Getting Started with Starburst (Trino)

The how-to guides linked on this page illustrate how to integrate Starburst (Trino) with Immuta and gain value from the Immuta modules: Detect, Discover, and Secure.

Requirement: A Starburst Enterprise license

Configure your Starburst (Trino) integration

Configuring a Starburst (Trino) integration is required for Secure. These guides provide information on the recommended features to enable with Starburst (Trino).

  1. Configure your Starburst (Trino) integration.

  2. Select None as your default subscription policy.
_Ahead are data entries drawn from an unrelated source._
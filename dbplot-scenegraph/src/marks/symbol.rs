use dbplot_common::types::{RgbaColor, SymbolShape};
use dbplot_common::value::ScalarOrArray;
use serde::{Deserialize, Serialize};

use super::mark::check_channel_len;
use crate::error::DbPlotSceneGraphError;

#[derive(Debug, Clone, PartialEq, Serialize, Deserialize)]
#[serde(rename_all = "kebab-case")]
pub struct SceneSymbolMark {
    pub name: String,
    pub clip: bool,
    pub len: u32,
    pub shape: SymbolShape,
    /// Data units
    pub x: ScalarOrArray<f64>,
    pub y: ScalarOrArray<f64>,
    /// Marker area in square pixels
    pub size: ScalarOrArray<f32>,
    pub fill: ScalarOrArray<RgbaColor>,
    pub stroke: ScalarOrArray<RgbaColor>,
    pub stroke_width: Option<f32>,
}

impl SceneSymbolMark {
    pub fn points(name: impl Into<String>, x: Vec<f64>, y: Vec<f64>) -> Self {
        Self {
            len: x.len() as u32,
            name: name.into(),
            x: x.into(),
            y: y.into(),
            ..Default::default()
        }
    }

    pub fn with_shape(mut self, shape: SymbolShape) -> Self {
        self.shape = shape;
        self
    }

    pub fn with_size(mut self, size: impl Into<ScalarOrArray<f32>>) -> Self {
        self.size = size.into();
        self
    }

    pub fn with_fill(mut self, fill: impl Into<ScalarOrArray<RgbaColor>>) -> Self {
        self.fill = fill.into();
        self
    }

    pub fn with_stroke(mut self, stroke: RgbaColor, stroke_width: f32) -> Self {
        self.stroke = stroke.into();
        self.stroke_width = Some(stroke_width);
        self
    }

    pub fn x_vec(&self) -> Vec<f64> {
        self.x.as_vec(self.len as usize)
    }

    pub fn y_vec(&self) -> Vec<f64> {
        self.y.as_vec(self.len as usize)
    }

    pub fn size_vec(&self) -> Vec<f32> {
        self.size.as_vec(self.len as usize)
    }

    pub fn fill_vec(&self) -> Vec<RgbaColor> {
        self.fill.as_vec(self.len as usize)
    }

    pub fn validate(&self) -> Result<(), DbPlotSceneGraphError> {
        let len = self.len as usize;
        check_channel_len(&self.name, "x", len, self.x.array_len())?;
        check_channel_len(&self.name, "y", len, self.y.array_len())?;
        check_channel_len(&self.name, "size", len, self.size.array_len())?;
        check_channel_len(&self.name, "fill", len, self.fill.array_len())?;
        check_channel_len(&self.name, "stroke", len, self.stroke.array_len())?;
        Ok(())
    }
}

impl Default for SceneSymbolMark {
    fn default() -> Self {
        Self {
            name: "symbol_mark".to_string(),
            clip: true,
            len: 1,
            shape: SymbolShape::default(),
            x: ScalarOrArray::Scalar(0.0),
            y: ScalarOrArray::Scalar(0.0),
            size: ScalarOrArray::Scalar(20.0),
            fill: RgbaColor::transparent().into(),
            stroke: RgbaColor::transparent().into(),
            stroke_width: None,
        }
    }
}
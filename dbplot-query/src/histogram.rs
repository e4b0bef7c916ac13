//! One-dimensional histograms: group-by for categorical columns, equal-width
//! bins for numeric and temporal ones.

use crate::bin_spec::{BinSpec, BinWidth};
use crate::binning::Binning;
use crate::column::{ColumnKind, SqlCast};
use crate::error::Result;
use crate::rows::{
    datetime_values, f64_values, freq_values, string_values, BinCount, CategoryCount,
};
use crate::source::DataSource;
use crate::sql::{
    as_double, collect_sql, epoch_seconds, normalize_query, timestamp_from_seconds, value_expr,
    BinExprs,
};
use chrono::NaiveDateTime;
use datafusion::prelude::SessionContext;
use itertools::izip;
use serde::{Deserialize, Serialize};
use tracing::trace;

/// Rows of a single-column histogram
#[derive(Debug, Clone, PartialEq, Serialize, Deserialize)]
#[serde(rename_all = "snake_case", tag = "kind", content = "rows")]
pub enum HistogramRows {
    Categorical(Vec<CategoryCount>),
    Numeric(Vec<BinCount<f64>>),
    Temporal(Vec<BinCount<NaiveDateTime>>),
}

impl HistogramRows {
    pub fn kind(&self) -> ColumnKind {
        match self {
            HistogramRows::Categorical(_) => ColumnKind::Categorical,
            HistogramRows::Numeric(_) => ColumnKind::Numeric,
            HistogramRows::Temporal(_) => ColumnKind::Temporal,
        }
    }

    pub fn len(&self) -> usize {
        match self {
            HistogramRows::Categorical(rows) => rows.len(),
            HistogramRows::Numeric(rows) => rows.len(),
            HistogramRows::Temporal(rows) => rows.len(),
        }
    }

    pub fn is_empty(&self) -> bool {
        self.len() == 0
    }

    pub fn total_freq(&self) -> u64 {
        match self {
            HistogramRows::Categorical(rows) => rows.iter().map(|r| r.freq).sum(),
            HistogramRows::Numeric(rows) => rows.iter().map(|r| r.freq).sum(),
            HistogramRows::Temporal(rows) => rows.iter().map(|r| r.freq).sum(),
        }
    }
}

/// Histogram of one column of a [`DataSource`]
#[derive(Debug, Clone, PartialEq)]
pub struct HistogramQuery {
    source: DataSource,
    column: String,
    bins: BinSpec,
    cast: Option<SqlCast>,
}

impl HistogramQuery {
    pub fn new(source: impl Into<DataSource>, column: impl Into<String>) -> Self {
        Self {
            source: source.into(),
            column: column.into(),
            bins: BinSpec::default(),
            cast: None,
        }
    }

    pub fn nbins(mut self, nbins: u32) -> Self {
        self.bins = BinSpec::Count(nbins);
        self
    }

    pub fn bin_width(mut self, width: impl Into<BinWidth>) -> Self {
        self.bins = BinSpec::Width(width.into());
        self
    }

    pub fn bins(mut self, bins: BinSpec) -> Self {
        self.bins = bins;
        self
    }

    pub fn cast_as(mut self, cast: Option<SqlCast>) -> Self {
        self.cast = cast;
        self
    }

    pub fn column(&self) -> &str {
        &self.column
    }

    /// SQL for a column of the given kind, without touching the engine
    pub fn sql_for_kind(&self, kind: ColumnKind) -> Result<String> {
        self.bins.validate(kind)?;
        let from = self.source.from_sql()?;
        let value = value_expr(&self.column, self.cast);
        let sql = match kind {
            ColumnKind::Categorical => format!(
                "SELECT category, count(*) AS freq \
                 FROM (SELECT {value} AS category FROM {from}) AS cats \
                 GROUP BY category ORDER BY category"
            ),
            ColumnKind::Numeric | ColumnKind::Temporal => {
                // Timestamps are binned as DOUBLE epoch seconds
                let value = match kind {
                    ColumnKind::Temporal => epoch_seconds(&value),
                    _ => as_double(&value),
                };
                let exprs =
                    BinExprs::new("min_max_table.min_val", "min_max_table.max_val", &self.bins)?;
                let edge = exprs.left_edge(&exprs.index(&value));
                let bin_loc = match kind {
                    ColumnKind::Temporal => timestamp_from_seconds(&edge),
                    _ => edge,
                };
                binned_sql(&from, &value, &bin_loc)
            }
        };
        normalize_query(&sql)
    }

    /// The SQL [`Self::execute`] would run
    pub async fn to_sql(&self, ctx: &SessionContext) -> Result<String> {
        let kind = self
            .source
            .column_kind(ctx, &self.column, self.cast)
            .await?;
        self.sql_for_kind(kind)
    }

    #[tracing::instrument(skip_all, fields(column = %self.column))]
    pub async fn execute(&self, ctx: &SessionContext) -> Result<HistogramRows> {
        let kind = self
            .source
            .column_kind(ctx, &self.column, self.cast)
            .await?;
        let sql = self.sql_for_kind(kind)?;
        let batches = collect_sql(ctx, &sql).await?;

        let rows = match kind {
            ColumnKind::Categorical => HistogramRows::Categorical(
                izip!(
                    string_values(&batches, "category")?,
                    freq_values(&batches, "freq")?
                )
                .map(|(category, freq)| CategoryCount { category, freq })
                .collect(),
            ),
            ColumnKind::Numeric => HistogramRows::Numeric(
                izip!(
                    f64_values(&batches, "bin_loc")?,
                    freq_values(&batches, "freq")?
                )
                .map(|(bin_loc, freq)| BinCount { bin_loc, freq })
                .collect(),
            ),
            ColumnKind::Temporal => HistogramRows::Temporal(
                izip!(
                    datetime_values(&batches, "bin_loc")?,
                    freq_values(&batches, "freq")?
                )
                .map(|(bin_loc, freq)| BinCount { bin_loc, freq })
                .collect(),
            ),
        };
        trace!(bins = rows.len(), "histogram rows");
        Ok(rows)
    }
}

/// Groups `bin_loc` computed against the column's min and max
fn binned_sql(from: &str, value: &str, bin_loc: &str) -> String {
    format!(
        "SELECT bin_loc, count(*) AS freq FROM (\
            SELECT {bin_loc} AS bin_loc FROM {from} \
            CROSS JOIN (SELECT min({value}) AS min_val, max({value}) AS max_val \
            FROM {from}) AS min_max_table\
         ) AS binned \
         GROUP BY bin_loc ORDER BY bin_loc"
    )
}

/// Re-bin numeric histogram rows into `binning`'s bins, summing frequencies.
/// The null bucket is returned separately.
pub fn rebin(rows: &[BinCount<f64>], binning: &Binning) -> (Vec<u64>, u64) {
    let mut counts = vec![0u64; binning.nbins()];
    let mut null_freq = 0;
    for row in rows {
        match row.bin_loc {
            Some(loc) => {
                let index = binning.bin_index(loc).clamp(0, counts.len() as i64 - 1);
                counts[index as usize] += row.freq;
            }
            None => null_freq += row.freq,
        }
    }
    (counts, null_freq)
}
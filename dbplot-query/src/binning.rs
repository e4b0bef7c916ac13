//! Client-side evaluation of the bin assignment rule.
//!
//! The arithmetic mirrors the SQL emitted by [`crate::sql::BinExprs`] operation for
//! operation, so bin edges computed here compare equal to the ones returned by the
//! engine. The chart layer also uses it to re-bin pre-aggregated rows, with
//! timestamps as epoch seconds.

use crate::bin_spec::BinSpec;
use crate::column::ColumnKind;
use crate::error::{DbPlotQueryError, Result};

#[derive(Debug, Clone, Copy, PartialEq)]
enum BinRule {
    Count(f64),
    Width(f64),
}

/// Equal-width bins over `[min, max]`
#[derive(Debug, Clone, Copy, PartialEq)]
pub struct Binning {
    min: f64,
    max: f64,
    rule: BinRule,
}

impl Binning {
    /// Numeric binning. `min`/`max` are the observed extremes of the column.
    pub fn new(min: f64, max: f64, spec: &BinSpec) -> Result<Self> {
        spec.validate(ColumnKind::Numeric)?;
        Self::from_validated(min, max, spec)
    }

    fn from_validated(min: f64, max: f64, spec: &BinSpec) -> Result<Self> {
        if !min.is_finite() || !max.is_finite() || min > max {
            return Err(DbPlotQueryError::invalid(format!(
                "invalid bin range [{min}, {max}]"
            )));
        }
        let rule = match (spec, spec.width_value()) {
            (BinSpec::Count(n), _) => BinRule::Count(*n as f64),
            (_, Some(w)) => BinRule::Width(w),
            (_, None) => return Err(DbPlotQueryError::invalid("bin width out of range")),
        };
        Ok(Self { min, max, rule })
    }

    pub fn min(&self) -> f64 {
        self.min
    }

    pub fn max(&self) -> f64 {
        self.max
    }

    /// `max - min`, or 1 for a degenerate range so nothing divides by zero
    fn span(&self) -> f64 {
        if self.max > self.min {
            self.max - self.min
        } else {
            1.0
        }
    }

    pub fn nbins(&self) -> usize {
        self.nbins_f64() as usize
    }

    fn nbins_f64(&self) -> f64 {
        match self.rule {
            BinRule::Count(n) => n,
            BinRule::Width(w) => {
                if self.max > self.min {
                    ((self.max - self.min) / w).ceil()
                } else {
                    1.0
                }
            }
        }
    }

    pub fn bin_width(&self) -> f64 {
        match self.rule {
            BinRule::Count(n) => self.span() / n,
            BinRule::Width(w) => w,
        }
    }

    /// Bin index of `v`; the maximum folds into the last bin
    pub fn bin_index(&self, v: f64) -> i64 {
        let raw = match self.rule {
            BinRule::Count(n) => ((v - self.min) / self.span() * n).floor(),
            BinRule::Width(w) => ((v - self.min) / w).floor(),
        };
        let nbins = self.nbins_f64();
        let index = if raw >= nbins { nbins - 1.0 } else { raw };
        index as i64
    }

    pub fn left_edge(&self, index: i64) -> f64 {
        let index = index as f64;
        match self.rule {
            BinRule::Count(n) => index / n * self.span() + self.min,
            BinRule::Width(w) => index * w + self.min,
        }
    }

    pub fn bin(&self, v: f64) -> f64 {
        self.left_edge(self.bin_index(v))
    }

    /// Left edge of every bin, in order
    pub fn edges(&self) -> Vec<f64> {
        (0..self.nbins() as i64).map(|i| self.left_edge(i)).collect()
    }
}
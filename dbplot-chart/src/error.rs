use dbplot_query::error::DbPlotQueryError;
use dbplot_scenegraph::error::DbPlotSceneGraphError;
use thiserror::Error;

#[derive(Error, Debug)]
pub enum DbPlotChartError {
    #[error("Invalid parameter: {0}")]
    InvalidParameter(String),

    #[error("Query error: `{0}`")]
    QueryError(#[from] DbPlotQueryError),

    #[error("SceneGraph error: `{0}`")]
    SceneGraphError(#[from] DbPlotSceneGraphError),
}

impl DbPlotChartError {
    pub fn invalid(msg: impl Into<String>) -> Self {
        Self::InvalidParameter(msg.into())
    }
}
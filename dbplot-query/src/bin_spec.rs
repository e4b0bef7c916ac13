use crate::column::ColumnKind;
use crate::error::{DbPlotQueryError, Result};
use chrono::TimeDelta;
use serde::{Deserialize, Serialize};

pub const DEFAULT_NBINS: u32 = 25;
pub const DEFAULT_GRID_NBINS: u32 = 50;

/// Width of one bin: a number for numeric columns, a duration for temporal ones
#[derive(Debug, Clone, Copy, PartialEq, Serialize, Deserialize)]
#[serde(rename_all = "snake_case")]
pub enum BinWidth {
    Number(f64),
    #[serde(rename = "duration_ns", with = "duration_nanos")]
    Duration(TimeDelta),
}

impl From<f64> for BinWidth {
    fn from(width: f64) -> Self {
        BinWidth::Number(width)
    }
}

impl From<TimeDelta> for BinWidth {
    fn from(width: TimeDelta) -> Self {
        BinWidth::Duration(width)
    }
}

/// Either a bin count or a bin width, never both
#[derive(Debug, Clone, Copy, PartialEq, Serialize, Deserialize)]
#[serde(rename_all = "snake_case")]
pub enum BinSpec {
    Count(u32),
    Width(BinWidth),
}

impl Default for BinSpec {
    fn default() -> Self {
        BinSpec::Count(DEFAULT_NBINS)
    }
}

impl BinSpec {
    /// Build from the two optional parameters; exactly one of them must be given
    pub fn from_parts(nbins: Option<u32>, bin_width: Option<BinWidth>) -> Result<Self> {
        match (nbins, bin_width) {
            (Some(n), None) => Ok(BinSpec::Count(n)),
            (None, Some(w)) => Ok(BinSpec::Width(w)),
            (Some(_), Some(_)) => Err(DbPlotQueryError::invalid(
                "specify either a number of bins or a bin width, not both",
            )),
            (None, None) => Err(DbPlotQueryError::invalid(
                "one of number of bins or bin width is required",
            )),
        }
    }

    /// Check the spec can bin a column of the given kind. Categorical columns
    /// ignore the spec beyond the basic positivity checks.
    pub fn validate(&self, kind: ColumnKind) -> Result<()> {
        match self {
            BinSpec::Count(0) => Err(DbPlotQueryError::invalid("number of bins must be positive")),
            BinSpec::Count(_) => Ok(()),
            BinSpec::Width(BinWidth::Number(w)) => {
                if !w.is_finite() || *w <= 0.0 {
                    return Err(DbPlotQueryError::invalid(format!(
                        "bin width must be a finite positive number, got {w}"
                    )));
                }
                if kind == ColumnKind::Temporal {
                    return Err(DbPlotQueryError::invalid(
                        "bin width for a temporal column must be a duration",
                    ));
                }
                Ok(())
            }
            BinSpec::Width(BinWidth::Duration(d)) => {
                if *d <= TimeDelta::zero() || d.num_nanoseconds().is_none() {
                    return Err(DbPlotQueryError::invalid(format!(
                        "bin width must be a positive duration, got {d}"
                    )));
                }
                if kind == ColumnKind::Numeric {
                    return Err(DbPlotQueryError::invalid(
                        "bin width for a numeric column must be a number",
                    ));
                }
                Ok(())
            }
        }
    }

    /// Width in the unit the engine bins in: the number itself, or seconds
    pub(crate) fn width_value(&self) -> Option<f64> {
        match self {
            BinSpec::Count(_) => None,
            BinSpec::Width(BinWidth::Number(w)) => Some(*w),
            BinSpec::Width(BinWidth::Duration(d)) => d.num_nanoseconds().map(|n| n as f64 / 1e9),
        }
    }
}

mod duration_nanos {
    use chrono::TimeDelta;
    use serde::{de::Error as _, ser::Error as _, Deserialize, Deserializer, Serializer};

    pub fn serialize<S: Serializer>(d: &TimeDelta, s: S) -> Result<S::Ok, S::Error> {
        match d.num_nanoseconds() {
            Some(n) => s.serialize_i64(n),
            None => Err(S::Error::custom("duration does not fit in i64 nanoseconds")),
        }
    }

    pub fn deserialize<'de, D: Deserializer<'de>>(d: D) -> Result<TimeDelta, D::Error> {
        let n = i64::deserialize(d)?;
        if n == i64::MIN {
            return Err(D::Error::custom("duration out of range"));
        }
        Ok(TimeDelta::nanoseconds(n))
    }
}
use serde::{Deserialize, Serialize};

/// A mark property that is either shared by every instance or given per instance
#[derive(Debug, Clone, PartialEq, Serialize, Deserialize)]
#[serde(tag = "type", content = "value", rename_all = "kebab-case")]
pub enum ScalarOrArray<T: Sync + Clone> {
    Scalar(T),
    Array(Vec<T>),
}

impl<T: Sync + Clone> ScalarOrArray<T> {
    pub fn as_iter<'a>(&'a self, scalar_len: usize) -> Box<dyn Iterator<Item = &'a T> + 'a> {
        match self {
            ScalarOrArray::Scalar(value) => Box::new(std::iter::repeat(value).take(scalar_len)),
            ScalarOrArray::Array(values) => Box::new(values.iter()),
        }
    }

    pub fn as_iter_owned<'a>(&'a self, scalar_len: usize) -> Box<dyn Iterator<Item = T> + 'a> {
        match self {
            ScalarOrArray::Scalar(value) => {
                Box::new(std::iter::repeat(value.clone()).take(scalar_len))
            }
            ScalarOrArray::Array(values) => Box::new(values.iter().cloned()),
        }
    }

    pub fn as_vec(&self, scalar_len: usize) -> Vec<T> {
        self.as_iter_owned(scalar_len).collect()
    }

    /// Number of explicit values, `None` for a scalar
    pub fn array_len(&self) -> Option<usize> {
        match self {
            ScalarOrArray::Scalar(_) => None,
            ScalarOrArray::Array(values) => Some(values.len()),
        }
    }
}

impl<T: Sync + Clone> From<Vec<T>> for ScalarOrArray<T> {
    fn from(values: Vec<T>) -> Self {
        ScalarOrArray::Array(values)
    }
}

impl<T: Sync + Clone> From<T> for ScalarOrArray<T> {
    fn from(value: T) -> Self {
        ScalarOrArray::Scalar(value)
    }
}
  3. Integrate an IAM with Immuta.

  4. Map external user IDs from Starburst (Trino) to Immuta.

Detect your user activity

These guides provide step-by-step instructions for auditing and detecting your users' activity, or see the Detect use case for a comprehensive guide on the benefits of these features and other recommendations.

  1. Set up audit export to S3 or ADLS Gen2 for your Starburst (Trino) audit logs.
  2. View the Detect dashboards to see the activity of your registered users on registered tables.
  3. Set up monitors to monitor user activity and send notifications when users' activity passes a certain threshold.

Discover your data

Public preview

Native SDD for Starburst (Trino) is currently in public preview and available to all accounts. Please reach out to your Immuta representative to enable it on your tenant.

These guides provide step-by-step instructions for discovering, classifying, and tagging your data.

  1. Enable sensitive data discovery (SDD).
  2. Register a subset of your tables to configure and validate SDD.
  3. Configure SDD to discover entities of interest for your policy needs.
  4. Validate that the SDD tags are applied correctly.
  5. Register your remaining tables at the schema level with schema monitoring turned on.
  6. Implement classification to categorize and tag sensitive data.

Secure your data

These guides provide step-by-step instructions for configuring and securing your data with governance policies, or see the Secure use cases for a comprehensive guide on creating policies to fit your organization's use case.

  1. Create a global subscription policy.
  2. Create a global data policy.
  3. Validate the policies. You do not have to validate every policy you create in Immuta; instead, examine a few to validate the behavior you expect to see.
  4. Once all Immuta policies are in place, remove or alter old permissions and revoke access to the ungoverned tables.